As a folically challenged man, I can clearly understand the biblical story I am about to share. I started losing my hair at nineteen and I’m now in my forties and you can imagine what has happened over the last twenty plus years. As a bald guy, I have used every one-liner you could possibly think up to make light of my bald head. “Solar panel for a sex machine” is one that is commonly used but my favorite was used in a speech I gave several years ago. I always made a comment about my head at the beginning of my speech to evoke laughter from the audience and this is what I said ” Ladies and gentlemen, I must apologize for the glare, some people’s hair turned gray with age, mine turned loose.” This usually receives a good laugh and I am able to carry on with my speech. There have been many times that people have made cruel jokes about my baldness and I usually have some handy comeback, but I have never gone as far as the prophet Elisha.
II Kings 2 recounts the story of Elijah and Elisha. Chapter two isn’t a very long chapter but it is chock full of unbelievable events that supposedly took place which leads up to what I will share with you today.
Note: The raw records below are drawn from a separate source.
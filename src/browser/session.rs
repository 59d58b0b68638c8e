use super::manager::BrowserError;
use headless_chrome::Tab;
use std::sync::Arc;
use std::time::{Duration, Instant};

const POLL_INTERVAL: Duration = Duration::from_millis(100);

/// The browser capabilities the scraper needs.
///
/// Every call reads or changes the session's current page, so navigation and
/// extraction must be issued one after another on the same `&mut` session.
pub trait PageSession {
    /// Load `url` and wait for the navigation to finish
    fn load(&mut self, url: &str) -> Result<(), BrowserError>;

    /// Wait until an element matching `selector` is rendered and can receive a click
    fn wait_clickable(&mut self, selector: &str, timeout: Duration) -> Result<(), BrowserError>;

    /// Wait until an element matching `selector` is present in the DOM
    fn wait_present(&mut self, selector: &str, timeout: Duration) -> Result<(), BrowserError>;

    fn click(&mut self, selector: &str) -> Result<(), BrowserError>;

    /// Serialized HTML of the current page
    fn html(&mut self) -> Result<String, BrowserError>;
}

/// `PageSession` backed by a headless Chrome tab
pub struct TabSession {
    tab: Arc<Tab>,
}

impl TabSession {
    pub fn new(tab: Arc<Tab>) -> Self {
        Self { tab }
    }

    fn poll_until<F>(&self, selector: &str, timeout: Duration, mut ready: F) -> Result<(), BrowserError>
    where
        F: FnMut(&Tab) -> bool,
    {
        let start = Instant::now();

        loop {
            if ready(self.tab.as_ref()) {
                return Ok(());
            }

            if start.elapsed() > timeout {
                return Err(BrowserError::Timeout(format!(
                    "{} after {:?}",
                    selector, timeout
                )));
            }

            std::thread::sleep(POLL_INTERVAL);
        }
    }
}

impl PageSession for TabSession {
    fn load(&mut self, url: &str) -> Result<(), BrowserError> {
        log::debug!("Loading {}", url);

        self.tab
            .navigate_to(url)
            .map_err(|e| BrowserError::NavigationError(format!("Failed to navigate to {}: {}", url, e)))?;

        self.tab
            .wait_until_navigated()
            .map_err(|e| BrowserError::NavigationError(format!("Navigation timeout for {}: {}", url, e)))?;

        Ok(())
    }

    fn wait_clickable(&mut self, selector: &str, timeout: Duration) -> Result<(), BrowserError> {
        // A box model only exists once the element is laid out and visible
        self.poll_until(selector, timeout, |tab| {
            tab.find_element(selector)
                .map(|element| element.get_box_model().is_ok())
                .unwrap_or(false)
        })
    }

    fn wait_present(&mut self, selector: &str, timeout: Duration) -> Result<(), BrowserError> {
        self.poll_until(selector, timeout, |tab| tab.find_element(selector).is_ok())
    }

    fn click(&mut self, selector: &str) -> Result<(), BrowserError> {
        let element = self
            .tab
            .find_element(selector)
            .map_err(|e| BrowserError::ElementNotFound(format!("{}: {}", selector, e)))?;

        element
            .click()
            .map_err(|e| BrowserError::NotClickable(format!("{}: {}", selector, e)))?;

        Ok(())
    }

    fn html(&mut self) -> Result<String, BrowserError> {
        self.tab
            .get_content()
            .map_err(|e| BrowserError::HtmlExtractionError(e.to_string()))
    }
}
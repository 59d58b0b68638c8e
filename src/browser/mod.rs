//! Browser automation for the directory scrape
//!
//! The scraper talks to the browser only through the [`PageSession`] trait.
//! [`TabSession`] implements it over a headless Chrome tab owned by a
//! [`BrowserManager`].
//!
//! # Example
//!
//! ```no_run
//! use rust_lab_scraper::browser::{BrowserConfig, BrowserManager, PageSession, TabSession};
//!
//! # fn main() -> Result<(), Box<dyn std::error::Error>> {
//! let manager = BrowserManager::new(BrowserConfig::default())?;
//! let mut session = TabSession::new(manager.new_tab()?);
//!
//! session.load("https://example.com")?;
//! let html = session.html()?;
//!
//! println!("Extracted {} bytes of HTML", html.len());
//! # Ok(())
//! # }
//! ```

pub mod config;
pub mod manager;
pub mod session;

pub use config::BrowserConfig;
pub use manager::{BrowserError, BrowserManager};
pub use session::{PageSession, TabSession};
In this chapter, Elijah is taken up in a whirlwind and taken to heaven (v11). Elisha watched it happen and through his devastation he cried out ‘My Father! My Father!’ (v12). I think it is safe to assume that anyone would be upset after watching a man being sucked into the center of a tornado (whirlwind), so I can understand Elisha’s devastation. With Elijah gone, Elisha has left Jericho for Bethal and this is when things take a horrible turn. Elisha was walking along the road, some boys came out of the town and jeered at him. “Get out of her, Baldy!” the boys said (v24). Well this was the straw that broke the camel’s back and Elisha flips a bitch!
Instead of doing the adult thing and ignoring the childish acts of children, Elisha decides that the children deserved death. After all, they are poking fun at him, so surely this is an offense worthy of the death penalty, right? Well, Elisha turns around and faces the boys. He then calls down a curse on them in the name of the Lord. Two female bears come out of the woods and mauls all forty-two children to death (v24). That’s right folks, God sent two bears to kill forty-two children for acting like children. How dare those kids act like children!
I once heard a preacher say that this story is showing how God protects he chosen people. Protect them from what; children being children? Why is God so quick to kill? Where is the loving God that every pastor speaks about on Sunday morning?
Now, let’s look at this story with a little logic. We are expected to believe that forty-two children were eaten by two bears. Anyone who has ever watched Animal Planet knows that when a bear kills for food, it kills it’s prey and eats it right away. Yet we are expected to believe that two bears went on a biting and scratching spree and did not take the time to eat until all the children were dead. Even more screwed up is the fact that the other forty children did not run away while the first two children were being killed, but then again we aren’t supposed to approach scripture with logic and reason. We are to close our mind and believe with blind faith. Sorry folks but I don’t do faith. I do evidence along with logic and reason and this just doesn’t add up to either.